WORK INSTRUCTION
Among the following entries, how many lines hold the string "EventNotFound"? State only the number.
───── MATERIALS PROVIDED ─────
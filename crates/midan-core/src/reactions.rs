//! Per-event emoji reaction counters and the session user's selection.
//!
//! Serialized as one blob (`{counts, user}`) and written back after every
//! mutation.

use serde::{Deserialize, Serialize};
use std::collections::BTreeMap;

/// Storage key of the reaction blob.
pub const REACTIONS_KEY: &str = "midan:reactions:v1";

/// The reaction that drives trending and the "Hot" mood.
pub const FIRE: &str = "🔥";

/// Reaction counters plus the user's active reaction per event.
#[derive(Debug, Clone, Default, PartialEq, Eq, Serialize, Deserialize)]
#[serde(default)]
pub struct ReactionState {
    pub counts: BTreeMap<String, BTreeMap<String, u64>>,
    /// Older blobs store a cleared selection as `null`.
    pub user: BTreeMap<String, Option<String>>,
}

/// What a [`ReactionState::set_reaction`] call did.
#[derive(Debug, Clone, Copy, PartialEq, Eq, Serialize)]
#[serde(rename_all = "lowercase")]
pub enum ReactionChange {
    Set,
    Cleared,
}

impl ReactionState {
    /// Count for one emoji on one event.
    #[must_use]
    pub fn count(&self, event_id: &str, emoji: &str) -> u64 {
        self.counts
            .get(event_id)
            .and_then(|counts| counts.get(emoji))
            .copied()
            .unwrap_or(0)
    }

    /// All counts for an event, with the fire counter always present.
    #[must_use]
    pub fn counts_for(&self, event_id: &str) -> BTreeMap<String, u64> {
        let mut counts = self.counts.get(event_id).cloned().unwrap_or_default();
        counts.entry(FIRE.to_string()).or_insert(0);
        counts
    }

    /// The user's active reaction on an event.
    #[must_use]
    pub fn selected(&self, event_id: &str) -> Option<&str> {
        self.user.get(event_id).and_then(Option::as_deref)
    }

    /// Toggle the user's reaction on `event_id`.
    ///
    /// Picking the active emoji clears it; picking another moves the single
    /// selection, decrementing the previous emoji only while its count is
    /// positive.
    pub fn set_reaction(&mut self, event_id: &str, emoji: &str) -> ReactionChange {
        let previous = self.selected(event_id).map(str::to_string);
        let counts = self.counts.entry(event_id.to_string()).or_default();

        if let Some(prev) = &previous {
            if let Some(count) = counts.get_mut(prev.as_str()) {
                if *count > 0 {
                    *count -= 1;
                }
            }
        }

        if previous.as_deref() == Some(emoji) {
            self.user.remove(event_id);
            return ReactionChange::Cleared;
        }

        *counts.entry(emoji.to_string()).or_insert(0) += 1;
        self.user.insert(event_id.to_string(), Some(emoji.to_string()));
        ReactionChange::Set
    }
}

#[cfg(test)]
mod tests {
    use super::*;

    #[test]
    fn first_reaction_sets_and_counts() {
        let mut state = ReactionState::default();
        assert_eq!(state.set_reaction("sonic-trade", FIRE), ReactionChange::Set);
        assert_eq!(state.count("sonic-trade", FIRE), 1);
        assert_eq!(state.selected("sonic-trade"), Some(FIRE));
    }

    #[test]
    fn same_emoji_twice_restores_prior_state() {
        let mut state = ReactionState::default();
        state.counts.entry("e".into()).or_default().insert(FIRE.into(), 5);
        let before_count = state.count("e", FIRE);
        let before_selected = state.selected("e").map(str::to_string);

        state.set_reaction("e", FIRE);
        assert_eq!(state.set_reaction("e", FIRE), ReactionChange::Cleared);

        assert_eq!(state.count("e", FIRE), before_count);
        assert_eq!(state.selected("e").map(str::to_string), before_selected);
    }

    #[test]
    fn switching_emoji_moves_the_single_selection() {
        let mut state = ReactionState::default();
        state.set_reaction("e", FIRE);
        state.set_reaction("e", "👀");
        assert_eq!(state.count("e", FIRE), 0);
        assert_eq!(state.count("e", "👀"), 1);
        assert_eq!(state.selected("e"), Some("👀"));
    }

    #[test]
    fn previous_count_is_floored_at_zero() {
        let mut state = ReactionState::default();
        state.user.insert("e".into(), Some(FIRE.into()));
        state.set_reaction("e", "👀");
        assert_eq!(state.count("e", FIRE), 0);
        assert_eq!(state.count("e", "👀"), 1);
    }

    #[test]
    fn counts_for_always_includes_fire() {
        let state = ReactionState::default();
        assert_eq!(state.counts_for("nope").get(FIRE), Some(&0));
    }

    #[test]
    fn blob_with_null_selection_parses() {
        let raw = r#"{"counts":{"e":{"🔥":2}},"user":{"e":null}}"#;
        let state: ReactionState = serde_json::from_str(raw).expect("parse blob");
        assert_eq!(state.count("e", FIRE), 2);
        assert_eq!(state.selected("e"), None);
    }

    #[test]
    fn blob_missing_fields_defaults() {
        let state: ReactionState = serde_json::from_str("{}").expect("parse blob");
        assert_eq!(state, ReactionState::default());
    }
}
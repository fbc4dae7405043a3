//! The application state and every user action.
//!
//! One [`AppState`] owns the catalogue, the team lists, the session user,
//! the persisted reaction and invite blobs, and the one-shot UI state (the
//! join form and a pending join-code prefill). Actions validate fully before
//! mutating and leave the state untouched on error.

use chrono::{DateTime, Duration, Utc};
use rand::Rng;
use serde::{Deserialize, Serialize};
use tracing::{debug, info, warn};

use crate::error::MidanError;
use crate::filter::EventSort;
use crate::invites::{GUEST_REF, INVITES_KEY, InviteState, SeenRefs};
use crate::membership::{CreateTeamParams, Roster};
use crate::model::event::THEME_COLORS;
use crate::model::{Address, Event, EventType, Memberships};
use crate::reactions::{REACTIONS_KEY, ReactionChange, ReactionState};
use crate::router::{self, DEFAULT_PATH, Location, Route};
use crate::seed::seed;
use crate::storage::{BlobStore, load_blob, save_blob};
use crate::view::{self, Page};
use crate::wallet::WalletConnector;

/// Tags kept from the comma-separated create-event input.
const MAX_EVENT_TAGS: usize = 2;

/// Alphabet of the random event-id suffix.
const ID_ALPHABET: &[u8] = b"0123456789abcdefghijklmnopqrstuvwxyz";
const ID_SUFFIX_LEN: usize = 5;

/// How many teams an event admits.
#[derive(Debug, Clone, Copy, Default, PartialEq, Eq, Serialize, Deserialize)]
#[serde(rename_all = "lowercase")]
pub enum TeamCap {
    #[default]
    Open,
    /// Clamped to at least 1.
    Fixed(i64),
}

impl TeamCap {
    fn resolve(self) -> Option<u32> {
        match self {
            Self::Open => None,
            Self::Fixed(n) => Some(u32::try_from(n.max(1)).unwrap_or(u32::MAX)),
        }
    }
}

/// Form input of the create-event action.
#[derive(Debug, Clone, PartialEq, Eq, Serialize, Deserialize)]
pub struct CreateEventParams {
    pub name: String,
    pub subtitle: String,
    #[serde(rename = "type")]
    pub event_type: EventType,
    /// Comma-separated; blanks are dropped and the first two kept.
    #[serde(default)]
    pub tags: String,
    /// Defaults to now.
    #[serde(default)]
    pub start: Option<DateTime<Utc>>,
    /// Defaults to now plus seven days.
    #[serde(default)]
    pub end: Option<DateTime<Utc>>,
    #[serde(default)]
    pub team_cap: TeamCap,
}

/// The open join-code form.
#[derive(Debug, Clone, PartialEq, Eq, Serialize)]
pub struct JoinForm {
    pub event_id: String,
    pub team_id: u64,
    /// Current content of the code box.
    pub code: String,
}

/// Session-local UI state that is not part of the location.
#[derive(Debug, Clone, Default)]
struct UiState {
    join_form: Option<JoinForm>,
    prefill_code: Option<String>,
}

/// Everything one session knows.
pub struct AppState {
    events: Vec<Event>,
    roster: Roster,
    memberships: Memberships,
    wallet: Box<dyn WalletConnector>,
    reactions: ReactionState,
    invites: InviteState,
    seen_refs: SeenRefs,
    store: Box<dyn BlobStore>,
    ui: UiState,
    default_sort: Option<EventSort>,
}

impl AppState {
    /// Seed the catalogue relative to `now` and load the persisted blobs.
    #[must_use]
    pub fn new(
        now: DateTime<Utc>,
        store: Box<dyn BlobStore>,
        wallet: Box<dyn WalletConnector>,
    ) -> Self {
        let catalog = seed(now);
        let reactions = load_blob(store.as_ref(), REACTIONS_KEY);
        let invites = load_blob(store.as_ref(), INVITES_KEY);
        debug!(events = catalog.events.len(), "session started");

        Self {
            events: catalog.events,
            roster: Roster::new(catalog.teams),
            memberships: Memberships::new(),
            wallet,
            reactions,
            invites,
            seen_refs: SeenRefs::default(),
            store,
            ui: UiState::default(),
            default_sort: None,
        }
    }

    /// Sort used by the events list when the location names none.
    #[must_use]
    pub const fn with_default_sort(mut self, sort: Option<EventSort>) -> Self {
        self.default_sort = sort;
        self
    }

    // -----------------------------------------------------------------------
    // Read access
    // -----------------------------------------------------------------------

    #[must_use]
    pub fn events(&self) -> &[Event] {
        &self.events
    }

    #[must_use]
    pub fn event(&self, event_id: &str) -> Option<&Event> {
        self.events.iter().find(|e| e.id == event_id)
    }

    #[must_use]
    pub const fn roster(&self) -> &Roster {
        &self.roster
    }

    #[must_use]
    pub const fn memberships(&self) -> &Memberships {
        &self.memberships
    }

    #[must_use]
    pub const fn reactions(&self) -> &ReactionState {
        &self.reactions
    }

    #[must_use]
    pub const fn invites(&self) -> &InviteState {
        &self.invites
    }

    #[must_use]
    pub fn user(&self) -> Option<&Address> {
        self.wallet.address()
    }

    #[must_use]
    pub const fn join_form(&self) -> Option<&JoinForm> {
        self.ui.join_form.as_ref()
    }

    #[must_use]
    pub const fn default_sort(&self) -> Option<EventSort> {
        self.default_sort
    }

    /// Key other users' opens are attributed to: the short address, or
    /// `guest` before connecting.
    #[must_use]
    pub fn referral_key(&self) -> String {
        self.user()
            .map_or_else(|| GUEST_REF.to_string(), Address::short)
    }

    // -----------------------------------------------------------------------
    // Actions
    // -----------------------------------------------------------------------

    /// Connect the wallet. Connecting again is a no-op.
    pub fn connect(&mut self) -> Address {
        let was_connected = self.wallet.is_connected();
        let address = self.wallet.connect();
        if !was_connected {
            info!(address = %address.short(), "wallet connected");
        }
        address
    }

    /// Create an event and put it at the front of the catalogue.
    ///
    /// # Errors
    ///
    /// Returns [`MidanError::NotConnected`] without a wallet and
    /// [`MidanError::InvalidInput`] for a blank name or subtitle.
    pub fn create_event<R: Rng>(
        &mut self,
        params: &CreateEventParams,
        now: DateTime<Utc>,
        rng: &mut R,
    ) -> Result<String, MidanError> {
        if self.user().is_none() {
            return Err(MidanError::NotConnected);
        }
        let name = params.name.trim();
        let subtitle = params.subtitle.trim();
        if name.is_empty() {
            return Err(MidanError::invalid("name", "event name is required"));
        }
        if subtitle.is_empty() {
            return Err(MidanError::invalid("subtitle", "event subtitle is required"));
        }

        let tags = params
            .tags
            .split(',')
            .map(str::trim)
            .filter(|t| !t.is_empty())
            .take(MAX_EVENT_TAGS)
            .map(str::to_string)
            .collect();

        let id = loop {
            let candidate = format!("{}-{}", params.event_type.as_str(), random_suffix(rng));
            if self.event(&candidate).is_none() {
                break candidate;
            }
        };
        let [from, to] = THEME_COLORS[rng.gen_range(0..THEME_COLORS.len())];

        let event = Event {
            id: id.clone(),
            name: name.to_string(),
            subtitle: subtitle.to_string(),
            start: params.start.unwrap_or(now),
            end: params.end.unwrap_or(now + Duration::days(7)),
            event_type: params.event_type,
            tags,
            color: [from.to_string(), to.to_string()],
            team_cap: params.team_cap.resolve(),
        };
        self.events.insert(0, event);
        self.roster.add_event(&id);

        info!(event_id = %id, "event created");
        Ok(id)
    }

    /// # Errors
    ///
    /// See [`Roster::create_team`].
    pub fn create_team(
        &mut self,
        event_id: &str,
        params: &CreateTeamParams,
        now: DateTime<Utc>,
    ) -> Result<u64, MidanError> {
        let user = self.wallet.address();
        self.roster
            .create_team(&mut self.memberships, user, event_id, params, now)
    }

    /// # Errors
    ///
    /// See [`Roster::join_public`].
    pub fn join_public(&mut self, event_id: &str, team_id: u64) -> Result<(), MidanError> {
        let user = self.wallet.address();
        self.roster
            .join_public(&mut self.memberships, user, event_id, team_id)
    }

    /// Join a private team directly; the code is compared as given.
    ///
    /// # Errors
    ///
    /// See [`Roster::join_private`].
    pub fn join_private(
        &mut self,
        event_id: &str,
        team_id: u64,
        code: &str,
    ) -> Result<(), MidanError> {
        let user = self.wallet.address();
        self.roster
            .join_private(&mut self.memberships, user, event_id, team_id, code)
    }

    /// Open the join-code form for a team, optionally prefilled.
    ///
    /// # Errors
    ///
    /// Returns [`MidanError::NotConnected`] without a wallet and
    /// [`MidanError::AlreadyMember`] when the user already has a team in the event.
    pub fn open_join_form(
        &mut self,
        event_id: &str,
        team_id: u64,
        prefill: Option<&str>,
    ) -> Result<(), MidanError> {
        if self.user().is_none() {
            return Err(MidanError::NotConnected);
        }
        if let Some(existing) = self.memberships.team_for(event_id) {
            return Err(MidanError::AlreadyMember {
                event_id: event_id.to_string(),
                team_id: existing,
            });
        }
        self.ui.join_form = Some(JoinForm {
            event_id: event_id.to_string(),
            team_id,
            code: prefill.unwrap_or_default().to_string(),
        });
        debug!(event_id, team_id, prefilled = prefill.is_some(), "join form opened");
        Ok(())
    }

    /// Submit the open join form with `code` (trimmed, as typed into the
    /// box). Success or a vanished team closes the form; any other failure
    /// keeps it open with the attempted code.
    ///
    /// # Errors
    ///
    /// Returns [`MidanError::InvalidInput`] when no form is open, otherwise
    /// whatever [`Roster::join_private`] reports.
    pub fn submit_join_form(&mut self, code: &str) -> Result<(), MidanError> {
        let Some(form) = self.ui.join_form.clone() else {
            return Err(MidanError::invalid("join_form", "no join form is open"));
        };
        let code = code.trim();
        let result = self.join_private(&form.event_id, form.team_id, code);

        match &result {
            Ok(()) | Err(MidanError::TeamNotFound { .. } | MidanError::EventNotFound(_)) => {
                self.ui.join_form = None;
            }
            Err(err) => {
                debug!(error = %err, "join form kept open");
                self.ui.join_form = Some(JoinForm {
                    code: code.to_string(),
                    ..form
                });
            }
        }
        result
    }

    /// Dismiss the join form without submitting.
    pub fn close_join_form(&mut self) {
        self.ui.join_form = None;
    }

    /// Toggle the user's reaction on an event and persist the counters.
    ///
    /// # Errors
    ///
    /// Returns [`MidanError::NotConnected`], [`MidanError::EventNotFound`] or
    /// [`MidanError::InvalidInput`] for a blank emoji.
    pub fn react(&mut self, event_id: &str, emoji: &str) -> Result<ReactionChange, MidanError> {
        if self.user().is_none() {
            return Err(MidanError::NotConnected);
        }
        if self.event(event_id).is_none() {
            return Err(MidanError::EventNotFound(event_id.to_string()));
        }
        let emoji = emoji.trim();
        if emoji.is_empty() {
            return Err(MidanError::invalid("emoji", "must not be empty"));
        }

        let change = self.reactions.set_reaction(event_id, emoji);
        self.persist(REACTIONS_KEY);
        info!(event_id, emoji, ?change, "reaction toggled");
        Ok(change)
    }

    /// Route a location, run its side effects and build the page.
    ///
    /// Side effects: an overview opened through someone else's referral link
    /// records one invite open per session, and a team page consumes a
    /// pending join-code prefill.
    pub fn navigate(&mut self, location: &Location, now: DateTime<Utc>) -> Page {
        let (location, route, redirected) = match router::route(location) {
            Route::Redirect { to } => {
                debug!(from = %location.path, to, "redirecting");
                let target = Location::parse(to);
                let route = router::route(&target);
                (target, route, true)
            }
            route => (location.clone(), route, false),
        };

        match &route {
            Route::CompetitionOverview {
                event_id,
                referrer: Some(referrer),
                ..
            } if self.event(event_id).is_some() => self.attribute_invite(event_id, referrer),
            Route::TeamDetail {
                event_id,
                team_id,
                prefill_code,
            } => {
                self.ui.prefill_code.clone_from(prefill_code);
                self.consume_prefill(event_id, *team_id);
            }
            _ => {}
        }

        view::page(self, &location, &route, redirected, now)
    }

    /// Convenience: parse and navigate in one step.
    pub fn open(&mut self, raw_location: &str, now: DateTime<Utc>) -> Page {
        let location = Location::parse(raw_location);
        self.navigate(&location, now)
    }

    /// Navigate to the landing page.
    pub fn home(&mut self, now: DateTime<Utc>) -> Page {
        self.open(DEFAULT_PATH, now)
    }

    // -----------------------------------------------------------------------
    // Internals
    // -----------------------------------------------------------------------

    fn attribute_invite(&mut self, event_id: &str, referrer: &str) {
        if referrer == self.referral_key() {
            return;
        }
        if !self.seen_refs.first_sighting(event_id, referrer) {
            return;
        }
        self.invites.record_open(event_id, referrer);
        self.persist(INVITES_KEY);
        info!(event_id, referrer, "invite open recorded");
    }

    fn consume_prefill(&mut self, event_id: &str, team_id: Option<u64>) {
        let Some(code) = self.ui.prefill_code.take() else {
            return;
        };
        let Some(team) = team_id.and_then(|id| self.roster.team(event_id, id)) else {
            return;
        };
        let mine = self.memberships.team_for(event_id);
        if !team.is_private || mine.is_some() {
            return;
        }
        let team_id = team.team_id;
        if let Err(err) = self.open_join_form(event_id, team_id, Some(&code)) {
            debug!(error = %err, "prefill not applied");
        }
    }

    fn persist(&mut self, key: &str) {
        let result = match key {
            REACTIONS_KEY => save_blob(self.store.as_mut(), key, &self.reactions),
            _ => save_blob(self.store.as_mut(), key, &self.invites),
        };
        if let Err(err) = result {
            warn!(key, code = %err.code(), error = %err, "keeping in-memory state after failed save");
        }
    }
}

fn random_suffix<R: Rng>(rng: &mut R) -> String {
    (0..ID_SUFFIX_LEN)
        .map(|_| char::from(ID_ALPHABET[rng.gen_range(0..ID_ALPHABET.len())]))
        .collect()
}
─────
TASK RESPONSE
3